Midday, and I wash dishes on the verge
of tears. Outside: cat, striped yolk-yellow egg-
white, with magpie carnivals from tree. Coop’s
so empty. Their shadows blend, a kind of
melting: the bird, the cat, the wire, and of
steam, dishwater, window rivulets. Hate
the way soapsuds dry my skin, my flesh cooped
up, this body-house. Rubbish, next Thursday,
will be dull compared to this – fertile eggs
and guillotined bodies wait on the verge,
and will I know what’s missing next Thursday?
Will I wake, alone, sense the absence of
rooster crow, my body between sheets – eggs
absent from pantry, and summon up hate
for fox?
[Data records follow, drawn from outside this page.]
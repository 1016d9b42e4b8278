//! Simulated collaborators driven by a scenario's failure scripts.

use std::fmt;
use std::sync::Arc;
use std::sync::atomic::{AtomicU32, Ordering};

use saga_core::{ServiceClient, Step};
use thiserror::Error;
use tracing::{debug, info};

use crate::scenario::{FailureScript, Scenario, StepConfig};

/// Payload handed to forward calls and compensations.
#[derive(Debug, Clone)]
pub(crate) struct SimPayload {
    /// Index of the step in the scenario.
    pub(crate) step: usize,
    pub(crate) body: toml::Value,
}

#[derive(Debug, Clone, Copy, PartialEq, Eq)]
pub(crate) enum Phase {
    Forward,
    Compensation,
}

impl fmt::Display for Phase {
    fn fmt(&self, f: &mut fmt::Formatter<'_>) -> fmt::Result {
        match self {
            Self::Forward => f.write_str("forward"),
            Self::Compensation => f.write_str("compensation"),
        }
    }
}

#[derive(Debug, Clone, PartialEq, Eq, Error)]
#[error("simulated {phase} failure of '{service}.{operation}' on attempt {attempt}")]
pub(crate) struct SimError {
    pub(crate) phase: Phase,
    pub(crate) service: String,
    pub(crate) operation: String,
    pub(crate) attempt: u32,
}

/// Answers forward calls according to each step's `fail_first` and
/// `always_fail` settings.
pub(crate) struct SimulatedClient {
    scripts: Vec<FailureScript>,
    attempts: Vec<AtomicU32>,
}

impl SimulatedClient {
    pub(crate) fn new(scenario: &Scenario) -> Self {
        Self {
            scripts: scenario.steps.iter().map(StepConfig::forward_script).collect(),
            attempts: scenario.steps.iter().map(|_| AtomicU32::new(0)).collect(),
        }
    }

    /// Forward calls received so far for the step at `index`.
    #[cfg(test)]
    pub(crate) fn attempts(&self, index: usize) -> u32 {
        self.attempts
            .get(index)
            .map_or(0, |count| count.load(Ordering::SeqCst))
    }
}

impl ServiceClient<SimPayload> for SimulatedClient {
    type Error = SimError;

    async fn call(
        &self,
        service_id: &str,
        operation: &str,
        payload: &SimPayload,
    ) -> Result<(), SimError> {
        let attempt = self
            .attempts
            .get(payload.step)
            .map_or(1, |count| count.fetch_add(1, Ordering::SeqCst) + 1);
        let script = self.scripts.get(payload.step).copied().unwrap_or_default();

        if script.fails(attempt) {
            debug!(service = service_id, operation, attempt, "simulated forward failure");
            return Err(SimError {
                phase: Phase::Forward,
                service: service_id.to_string(),
                operation: operation.to_string(),
                attempt,
            });
        }

        info!(
            service = service_id,
            operation,
            attempt,
            payload = %payload.body,
            "forward call applied"
        );
        Ok(())
    }
}

/// Turn the scenario's step tables into saga steps.
///
/// Each compensation counts its own attempts and fails according to the
/// step's `compensation_fail_first` and `compensation_always_fail` settings.
pub(crate) fn build_steps(scenario: &Scenario) -> Vec<Step<SimPayload, SimError>> {
    scenario
        .steps
        .iter()
        .enumerate()
        .map(|(index, config)| build_step(index, config))
        .collect()
}

fn build_step(index: usize, config: &StepConfig) -> Step<SimPayload, SimError> {
    let payload = SimPayload {
        step: index,
        body: config.payload.clone(),
    };

    if config.read_only {
        return Step::read_only(&config.service, &config.operation, payload);
    }

    let script = config.compensation_script();
    let attempts = Arc::new(AtomicU32::new(0));
    let service = config.service.clone();
    let operation = config.operation.clone();

    let step = Step::new(
        &config.service,
        &config.operation,
        payload,
        move |payload: SimPayload| {
            let attempt = attempts.fetch_add(1, Ordering::SeqCst) + 1;
            let result = if script.fails(attempt) {
                Err(SimError {
                    phase: Phase::Compensation,
                    service: service.clone(),
                    operation: operation.clone(),
                    attempt,
                })
            } else {
                info!(
                    step = payload.step,
                    service = %service,
                    operation = %operation,
                    attempt,
                    "compensation applied"
                );
                Ok(())
            };
            async move { result }
        },
    );

    match &config.compensation {
        Some(description) => step.with_compensation_description(description),
        None => step,
    }
}
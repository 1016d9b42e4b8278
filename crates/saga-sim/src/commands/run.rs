use std::path::PathBuf;

use clap::Args;
use saga_core::{RetryPolicy, SagaOrchestrator};
use tracing::info;

use crate::error::{CliError, Result};
use crate::output::{PlainTextFormatter, RunFormatter};
use crate::scenario::Scenario;
use crate::simulator::{SimulatedClient, build_steps};

#[derive(Args)]
pub(crate) struct RunArgs {
    /// Scenario file to execute
    pub(crate) scenario: PathBuf,

    /// Override the forward attempt budget from the scenario
    #[arg(long)]
    pub(crate) max_attempts: Option<u32>,

    /// Override the forward base delay (milliseconds) from the scenario
    #[arg(long)]
    pub(crate) base_delay_ms: Option<u64>,
}

pub(crate) fn run(args: &RunArgs) -> Result<()> {
    let scenario = Scenario::load(&args.scenario)?;
    let forward = scenario
        .retry
        .with_overrides(args.max_attempts, args.base_delay_ms)
        .to_policy("retry")?;
    let compensation = scenario.compensation.to_policy("compensation")?;

    let runtime = tokio::runtime::Builder::new_current_thread()
        .enable_all()
        .build()
        .map_err(CliError::Runtime)?;

    runtime.block_on(execute(&scenario, forward, compensation))
}

async fn execute(
    scenario: &Scenario,
    forward: RetryPolicy,
    compensation: RetryPolicy,
) -> Result<()> {
    let orchestrator = SagaOrchestrator::builder(SimulatedClient::new(scenario))
        .retry_policy(forward)
        .compensation_policy(compensation)
        .build();
    let formatter = PlainTextFormatter;

    info!(steps = scenario.steps.len(), "running scenario");
    let (result, mut audit_log) = orchestrator
        .orchestrate_with_audit(build_steps(scenario))
        .await;

    let error = match result {
        Ok(()) => {
            print!("{}", formatter.format_success(&audit_log));
            return Ok(());
        }
        Err(error) => error,
    };

    print!("{}", formatter.format_failure(&error));
    let step_index = error.step_index;
    let step = format!("{}.{}", error.service_id, error.operation);

    let report = error.into_compensations().wait().await;
    audit_log.apply(&report);
    print!("{}", formatter.format_rollback(&report, &audit_log));

    Err(CliError::SagaFailed {
        step_index,
        step,
        unrecovered: report.unrecovered().count(),
    })
}
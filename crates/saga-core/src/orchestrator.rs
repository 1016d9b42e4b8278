use std::future::Future;

use tracing::{debug, info, warn};

use crate::audit::SagaAuditLog;
use crate::builder::OrchestratorBuilder;
use crate::compensation::{CompensationCoordinator, CompensationHandle};
use crate::error::{RetryExhausted, SagaError};
use crate::retry::{Retried, RetryPolicy, execute_with_retry};
use crate::step::Step;

/// Remote collaborator that performs a step's forward side effect.
///
/// The orchestrator only looks at whether a call succeeded. A collaborator
/// should fail fast; the retry budget is the only timeout the orchestrator
/// applies.
pub trait ServiceClient<P>: Send + Sync {
    /// Failure reported by a forward call. Compensations of steps run by this
    /// client report the same type.
    type Error: Send + 'static;

    /// Invoke `operation` on `service_id` with `payload`.
    fn call(
        &self,
        service_id: &str,
        operation: &str,
        payload: &P,
    ) -> impl Future<Output = Result<(), Self::Error>> + Send;
}

/// Position of a saga run in its lifecycle.
#[derive(Debug, Clone, Copy, PartialEq, Eq)]
pub enum SagaState {
    /// Attempting the step at this index.
    Running(usize),
    /// Every step succeeded.
    Completed,
    /// The step at this index exhausted its retries.
    Failed(usize),
}

impl SagaState {
    pub(crate) fn initial(step_count: usize) -> Self {
        if step_count == 0 {
            Self::Completed
        } else {
            Self::Running(0)
        }
    }

    pub(crate) fn on_step_succeeded(self, step_count: usize) -> Self {
        match self {
            Self::Running(index) if index + 1 < step_count => Self::Running(index + 1),
            Self::Running(_) => Self::Completed,
            terminal => terminal,
        }
    }

    pub(crate) fn on_step_exhausted(self) -> Self {
        match self {
            Self::Running(index) => Self::Failed(index),
            terminal => terminal,
        }
    }

    #[must_use]
    pub fn is_terminal(&self) -> bool {
        !matches!(self, Self::Running(_))
    }
}

/// Steps whose forward call succeeded during the current run, in order.
///
/// Owned by a single run and handed to the compensation coordinator whole.
struct ExecutionRecord<P, E> {
    completed: Vec<Step<P, E>>,
}

impl<P, E> ExecutionRecord<P, E> {
    fn new() -> Self {
        Self {
            completed: Vec::new(),
        }
    }

    fn push(&mut self, step: Step<P, E>) {
        self.completed.push(step);
    }

    fn into_steps(self) -> Vec<Step<P, E>> {
        self.completed
    }
}

/// Runs sagas against a [`ServiceClient`].
///
/// Forward calls run one at a time in step order, each retried with the
/// forward retry policy. When a step gives up, the steps completed before it
/// are handed to a [`CompensationCoordinator`] and the failure is returned
/// without waiting for the compensations. Runs share no mutable state, so one
/// orchestrator can drive any number of sagas concurrently.
#[derive(Debug)]
pub struct SagaOrchestrator<C> {
    client: C,
    retry_policy: RetryPolicy,
    coordinator: CompensationCoordinator,
}

impl<C> SagaOrchestrator<C> {
    /// Orchestrator using the default policy (3 attempts, 50ms base delay)
    /// for both forward calls and compensations.
    #[must_use]
    pub fn new(client: C) -> Self {
        Self::builder(client).build()
    }

    #[must_use]
    pub fn builder(client: C) -> OrchestratorBuilder<C> {
        OrchestratorBuilder::new(client)
    }

    pub(crate) fn from_parts(
        client: C,
        retry_policy: RetryPolicy,
        compensation_policy: RetryPolicy,
    ) -> Self {
        Self {
            client,
            retry_policy,
            coordinator: CompensationCoordinator::new(compensation_policy),
        }
    }

    #[must_use]
    pub fn client(&self) -> &C {
        &self.client
    }

    #[must_use]
    pub fn retry_policy(&self) -> &RetryPolicy {
        &self.retry_policy
    }

    #[must_use]
    pub fn compensation_policy(&self) -> &RetryPolicy {
        self.coordinator.policy()
    }

    /// Run `steps` in order.
    ///
    /// An empty list succeeds immediately. Backoff sleeps need a tokio
    /// runtime with its time driver enabled. Compensations dispatched without
    /// a runtime are reported as aborted instead of being run.
    ///
    /// # Errors
    ///
    /// Returns `SagaError` naming the first step whose forward call exhausted
    /// its retries, with the last failure it observed. Compensation of the
    /// steps before it has been dispatched by then and is tracked by the
    /// error's `compensations` handle.
    pub async fn orchestrate<P>(
        &self,
        steps: Vec<Step<P, C::Error>>,
    ) -> Result<(), SagaError<C::Error>>
    where
        C: ServiceClient<P>,
        P: Clone + Send + Sync + 'static,
    {
        let (result, _audit_log) = self.orchestrate_with_audit(steps).await;
        result
    }

    /// Run `steps` and return both the result and an audit log.
    ///
    /// On failure the audit log shows dispatched compensations as pending;
    /// fold the finished [`CompensationReport`](crate::CompensationReport) in
    /// with [`SagaAuditLog::apply`].
    pub async fn orchestrate_with_audit<P>(
        &self,
        steps: Vec<Step<P, C::Error>>,
    ) -> (Result<(), SagaError<C::Error>>, SagaAuditLog)
    where
        C: ServiceClient<P>,
        P: Clone + Send + Sync + 'static,
    {
        let step_count = steps.len();
        let mut audit_log = SagaAuditLog::new(SagaState::initial(step_count));
        let mut record = ExecutionRecord::new();

        for (index, step) in steps.into_iter().enumerate() {
            audit_log.record_start(index, step.name());

            match self.call_forward(index, &step).await {
                Ok(retried) => {
                    let state = audit_log.state().on_step_succeeded(step_count);
                    audit_log.record_success(
                        retried.attempts,
                        step.compensation_description(),
                        state,
                    );
                    debug!(
                        step = index,
                        name = %step.name(),
                        attempts = retried.attempts,
                        "step completed"
                    );
                    record.push(step);
                }
                Err(exhausted) => {
                    let state = audit_log.state().on_step_exhausted();
                    audit_log.record_failure(exhausted.attempts, state);
                    warn!(
                        step = index,
                        name = %step.name(),
                        attempts = exhausted.attempts,
                        "step failed permanently, compensating completed steps"
                    );

                    let compensations = self.coordinator.compensate(record.into_steps());
                    audit_log.record_compensation_dispatched(&compensations.dispatch_order());

                    let error = into_saga_error(index, &step, exhausted, compensations);
                    return (Err(error), audit_log);
                }
            }
        }

        info!(steps = step_count, "saga completed");
        (Ok(()), audit_log)
    }

    async fn call_forward<P>(
        &self,
        index: usize,
        step: &Step<P, C::Error>,
    ) -> Result<Retried<()>, RetryExhausted<C::Error>>
    where
        C: ServiceClient<P>,
    {
        let client = &self.client;
        execute_with_retry(&self.retry_policy, move |ctx| {
            debug!(
                step = index,
                service = step.service_id(),
                operation = step.operation(),
                attempt = ctx.attempt,
                "invoking forward call"
            );
            client.call(step.service_id(), step.operation(), step.payload())
        })
        .await
    }
}

fn into_saga_error<P, E>(
    index: usize,
    step: &Step<P, E>,
    exhausted: RetryExhausted<E>,
    compensations: CompensationHandle<E>,
) -> SagaError<E> {
    SagaError {
        step_index: index,
        service_id: step.service_id().to_string(),
        operation: step.operation().to_string(),
        attempts: exhausted.attempts,
        deadline_exceeded: exhausted.deadline_exceeded,
        source: exhausted.last_error,
        compensations,
    }
}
Whose hands held the axe on the verge?
Not mine, they’re dry, no evidence. The coop?
Lock up? Convert to vegetable patch? Coop
with cucumber, marigolds on the verge,
pumpkins like perfect golden suns. Thursday-
time: a battery-driven clock which speaks of
bed-making rituals, detergent, fox-hate
congealed on towels. No slow breakfast, no eggs
for cakes or child-delight. No scrambled eggs
on toast, no Sunday brunch, no walks to coop
with scraps – no clustering, dumb birds. I hate
the way soap-suds dry my skin - but verges
and cats crouch over their slack bundles of
feathers. It’s a white, black and white, Thursday.
No hens hoarding eggs. Silence verges on
the grasstrees, vacant coop. The silence of
the graveyard now, after the Thursday fox.

A Letter to my Chooks
Please don’t poop on the doormat.
When you wake at 4am –
and the moon floats
on a luminous cloud –
please don’t practise the lyrics
of your favourite songs.
My aspidistra was placed outside
for sunshine – not for you.
Your menu consists of laying pellets,
kitchen scraps and wheat.
The seat, my seat, situated outside
the front door, catches the first
of the morning’s rays. I enjoy
coffee and newspaper in that chair.
Please inform the rooster, the cocky one
with the crooked spur, not to perch there –
evidence is difficult to discover in the dark.
Yours faithfully seems a token gesture
when my fine new boots, and Levi’s , are wet
and pegged on the clothes line
in the moonlight.
I’ll mail this letter in the morning –
nail it, in fact – with recipes for à la King
and cacciatore, to the handle of the blunted,
rusted axe leaning against the woodshed door.